The year was 2008, the long awaited water resource development act to upgrade the locks and dam system on the Upper Mississippi and Illinois Rivers was approved as part of the 2008 Farm Bill. The only hitch, no financing was provided. No Worry, surely that would be taken care of in the near future. Now fast forward to the fall of 2013 and agriculture is still looking for those WRDA Dollars, however that may be resolved yet this year. Back in May on a strong bipartisan vote a bill to authorize funding to modernize the nations locks and dams system was passed by the Senate.
The House looked like they too were going to follow suit as a vote was scheduled for this week. However, with the death of Congressman Bill Young the House cancelled their Thursday session without giving any new timetable for when the bill will be addressed. Still most Washington Watchers say there is no reason to panic, the House bill, similar to the one in the Senate, does have bipartisan support and most feel when it does arrive for a vote it will be passed.

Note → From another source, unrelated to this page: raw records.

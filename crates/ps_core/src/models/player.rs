use super::position::Position;
use serde::{Deserialize, Serialize};
use std::fmt;
use std::str::FromStr;

/// Which of the two match slots a team occupies. Team 1 is `Home`.
#[derive(Debug, Clone, Copy, PartialEq, Eq, Hash, Serialize, Deserialize)]
#[serde(rename_all = "snake_case")]
pub enum TeamSlot {
    Home,
    Away,
}

impl TeamSlot {
    pub fn other(self) -> Self {
        match self {
            TeamSlot::Home => TeamSlot::Away,
            TeamSlot::Away => TeamSlot::Home,
        }
    }

    #[inline]
    pub fn index(self) -> usize {
        match self {
            TeamSlot::Home => 0,
            TeamSlot::Away => 1,
        }
    }
}

/// Identity of a player for the duration of a match.
///
/// Players are never compared by name (rosters may repeat names); the engine
/// and the strategies hand these references around instead.
#[derive(Debug, Clone, Copy, PartialEq, Eq, Hash, Serialize, Deserialize)]
pub struct PlayerRef {
    pub team: TeamSlot,
    pub index: usize,
}

impl PlayerRef {
    pub const fn new(team: TeamSlot, index: usize) -> Self {
        Self { team, index }
    }
}

impl fmt::Display for PlayerRef {
    fn fmt(&self, f: &mut fmt::Formatter) -> fmt::Result {
        write!(f, "{:?}#{}", self.team, self.index)
    }
}

#[derive(Debug, Clone, Copy, Serialize, Deserialize, PartialEq, Eq, Hash)]
pub enum PlayerRole {
    #[serde(rename = "GK")]
    Goalkeeper,
    #[serde(rename = "DF")]
    Defender,
    #[serde(rename = "DM")]
    DefensiveMidfielder,
    #[serde(rename = "CM")]
    CentralMidfielder,
    #[serde(rename = "AM")]
    OffensiveMidfielder,
    #[serde(rename = "SS")]
    SecondStriker,
    #[serde(rename = "CF")]
    CentreForward,
}

impl PlayerRole {
    /// Decode the compact role codes used by saved rosters
    /// (0 = goalkeeper, 1 = defence, 16..=18 midfield, 32..=33 attack).
    pub fn from_code(code: u8) -> Option<Self> {
        match code {
            0 => Some(PlayerRole::Goalkeeper),
            1 => Some(PlayerRole::Defender),
            16 => Some(PlayerRole::OffensiveMidfielder),
            17 => Some(PlayerRole::DefensiveMidfielder),
            18 => Some(PlayerRole::CentralMidfielder),
            32 => Some(PlayerRole::SecondStriker),
            33 => Some(PlayerRole::CentreForward),
            _ => None,
        }
    }

    pub fn is_goalkeeper(&self) -> bool {
        matches!(self, PlayerRole::Goalkeeper)
    }
}

impl FromStr for PlayerRole {
    type Err = String;

    fn from_str(s: &str) -> Result<Self, Self::Err> {
        match s.to_ascii_uppercase().as_str() {
            "GK" | "GOALKEEPER" | "GOALIE" => Ok(PlayerRole::Goalkeeper),
            "DF" | "DEFENDER" => Ok(PlayerRole::Defender),
            "DM" | "CDM" => Ok(PlayerRole::DefensiveMidfielder),
            "CM" | "MF" => Ok(PlayerRole::CentralMidfielder),
            "AM" | "CAM" => Ok(PlayerRole::OffensiveMidfielder),
            "SS" => Ok(PlayerRole::SecondStriker),
            "CF" | "ST" | "FW" => Ok(PlayerRole::CentreForward),
            _ => Err(format!("unknown player role: {s}")),
        }
    }
}

/// A player for the duration of one match.
///
/// Ratings are on a 0..=100 scale. Strategies may tire players and move them
/// around; the engine only touches `possession_time`.
#[derive(Debug, Clone, Serialize, Deserialize, PartialEq)]
pub struct Player {
    pub name: String,
    pub passing: u8,
    pub shooting: u8,
    pub max_stamina: u8,
    pub stamina: u8,
    pub position: Position,
    pub role: PlayerRole,
    /// Seconds this player has spent on the ball.
    #[serde(default)]
    pub possession_time: u32,
}

impl Player {
    pub fn new(
        name: impl Into<String>,
        passing: u8,
        shooting: u8,
        stamina: u8,
        position: Position,
        role: PlayerRole,
    ) -> Self {
        Self {
            name: name.into(),
            passing: passing.min(100),
            shooting: shooting.min(100),
            max_stamina: stamina,
            stamina,
            position,
            role,
            possession_time: 0,
        }
    }

    /// Index of the nearest player among `others`, or `None` when empty.
    /// Ties keep the first candidate.
    pub fn nearest<'a>(&self, others: impl IntoIterator<Item = (usize, &'a Player)>) -> Option<usize> {
        let mut best: Option<(usize, f32)> = None;
        for (idx, other) in others {
            let d = self.position.distance(&other.position);
            match best {
                Some((_, best_d)) if d >= best_d => {}
                _ => best = Some((idx, d)),
            }
        }
        best.map(|(idx, _)| idx)
    }

    /// 0.5 when exhausted, 1.0 when fresh.
    pub fn stamina_factor(&self) -> f32 {
        if self.max_stamina == 0 {
            return 0.5;
        }
        0.5 + 0.5 * (self.stamina as f32 / self.max_stamina as f32)
    }

    pub fn effective_passing(&self) -> f32 {
        self.passing as f32 * self.stamina_factor()
    }

    pub fn effective_shooting(&self) -> f32 {
        self.shooting as f32 * self.stamina_factor()
    }

    /// Mean of both effective ratings.
    pub fn effective_overall(&self) -> f32 {
        (self.effective_passing() + self.effective_shooting()) / 2.0
    }

    pub fn tire(&mut self, amount: u8) {
        self.stamina = self.stamina.saturating_sub(amount);
    }

    pub fn recover(&mut self, amount: u8) {
        self.stamina = self.stamina.saturating_add(amount).min(self.max_stamina);
    }
}

impl fmt::Display for Player {
    fn fmt(&self, f: &mut fmt::Formatter) -> fmt::Result {
        f.write_str(&self.name)
    }
}
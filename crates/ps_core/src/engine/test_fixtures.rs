//! Shared rosters for unit tests.

use crate::models::{Formation, Player, Side, Team};
use crate::strategies::{BalancedAttack, ZonalDefense};

/// Six players named `{prefix}1..{prefix}6` in the standard formation, with
/// fixed ratings so tests do not depend on roster generation.
pub(crate) fn six_players(prefix: &str, side: Side) -> Vec<Player> {
    Formation::standard_six()
        .slots
        .iter()
        .enumerate()
        .map(|(idx, slot)| {
            let rating = 70 + (idx as u8) * 4;
            Player::new(
                format!("{prefix}{}", idx + 1),
                rating,
                rating,
                90,
                slot.position_for(side),
                slot.role,
            )
        })
        .collect()
}

/// "Alpha" (home, attacking right) against "Beta" (away, attacking left).
pub(crate) fn team_pair() -> [Team; 2] {
    [
        Team::new(
            "Alpha",
            six_players("Alpha ", Side::Right),
            Box::new(BalancedAttack::new()),
            Box::new(ZonalDefense),
            Side::Right,
        ),
        Team::new(
            "Beta",
            six_players("Beta ", Side::Left),
            Box::new(BalancedAttack::new()),
            Box::new(ZonalDefense),
            Side::Left,
        ),
    ]
}

/// [`team_pair`] with both teams already on `score`.
pub(crate) fn level_teams(score: u32) -> [Team; 2] {
    let mut teams = team_pair();
    for team in &mut teams {
        team.score = score;
    }
    teams
}
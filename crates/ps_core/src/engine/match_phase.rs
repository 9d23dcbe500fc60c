//! Match phase flow: regulation halves, then an optional shootout.

use serde::{Deserialize, Serialize};

#[derive(Debug, Clone, Copy, PartialEq, Eq, Serialize, Deserialize)]
#[serde(rename_all = "snake_case")]
pub enum MatchPhase {
    PreKickoff,
    FirstHalf,
    SecondHalf,
    FullTime,
    PenaltyShootout,
    SuddenDeath,
    Finished,
    /// A turn failed; no further play is possible.
    Aborted,
}

impl MatchPhase {
    /// Regulation turns are still being played.
    pub fn is_in_play(self) -> bool {
        matches!(
            self,
            MatchPhase::PreKickoff | MatchPhase::FirstHalf | MatchPhase::SecondHalf
        )
    }
}

/// Advance to the next phase once the current one ends.
///
/// `is_draw` is the score state at the end of the phase (after the regulation
/// shootout rounds for `PenaltyShootout`).
pub fn next_phase(current: MatchPhase, is_draw: bool) -> MatchPhase {
    match current {
        MatchPhase::PreKickoff => MatchPhase::FirstHalf,
        MatchPhase::FirstHalf => MatchPhase::SecondHalf,
        MatchPhase::SecondHalf => MatchPhase::FullTime,
        MatchPhase::FullTime => {
            if is_draw {
                MatchPhase::PenaltyShootout
            } else {
                MatchPhase::Finished
            }
        }
        MatchPhase::PenaltyShootout => {
            if is_draw {
                MatchPhase::SuddenDeath
            } else {
                MatchPhase::Finished
            }
        }
        MatchPhase::SuddenDeath => MatchPhase::Finished,
        MatchPhase::Finished => MatchPhase::Finished,
        MatchPhase::Aborted => MatchPhase::Aborted,
    }
}

#[cfg(test)]
mod tests {
    use super::*;

    #[test]
    fn test_regulation_flow_decided() {
        let mut phase = MatchPhase::PreKickoff;
        for expected in [
            MatchPhase::FirstHalf,
            MatchPhase::SecondHalf,
            MatchPhase::FullTime,
            MatchPhase::Finished,
        ] {
            phase = next_phase(phase, false);
            assert_eq!(phase, expected);
        }
    }

    #[test]
    fn test_draw_goes_to_penalties() {
        assert_eq!(
            next_phase(MatchPhase::FullTime, true),
            MatchPhase::PenaltyShootout
        );
        assert_eq!(
            next_phase(MatchPhase::PenaltyShootout, true),
            MatchPhase::SuddenDeath
        );
        assert_eq!(
            next_phase(MatchPhase::PenaltyShootout, false),
            MatchPhase::Finished
        );
        assert_eq!(next_phase(MatchPhase::SuddenDeath, true), MatchPhase::Finished);
    }

    #[test]
    fn test_in_play() {
        assert!(MatchPhase::FirstHalf.is_in_play());
        assert!(!MatchPhase::FullTime.is_in_play());
        assert!(!MatchPhase::Finished.is_in_play());
        assert!(!MatchPhase::Aborted.is_in_play());
        assert_eq!(next_phase(MatchPhase::Aborted, true), MatchPhase::Aborted);
    }
}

Andrew Walmsley, transportation specialist for the American Farm Bureau Federation says because the waterways are a key mode of transportation for U.S. goods and so many states are affected by them, support seems to be there for passage of a bill
Walmsley added that using barge traffic is more practical, since one barge is equivalent to 215 railroad cars or a little over 1,000 trucks. He adds If we were to lose the locks and dams system the question is then raised are we equipped to handle the heavier traffic on our rail and highway system. He also pointed to the expansion of the Panama Canal and the use of large capacity ships to enhance the position of U.S. Exports.
Now if and when the House Bill does get passed, there is still the hurdle of working out the differences between the House and Senate version. The biggest difference seems to be that the Senate bill would leave approval of water related projects to the executive branch while the House version calls for that authority to stay with Congress. Nothing is ever easy in Congress.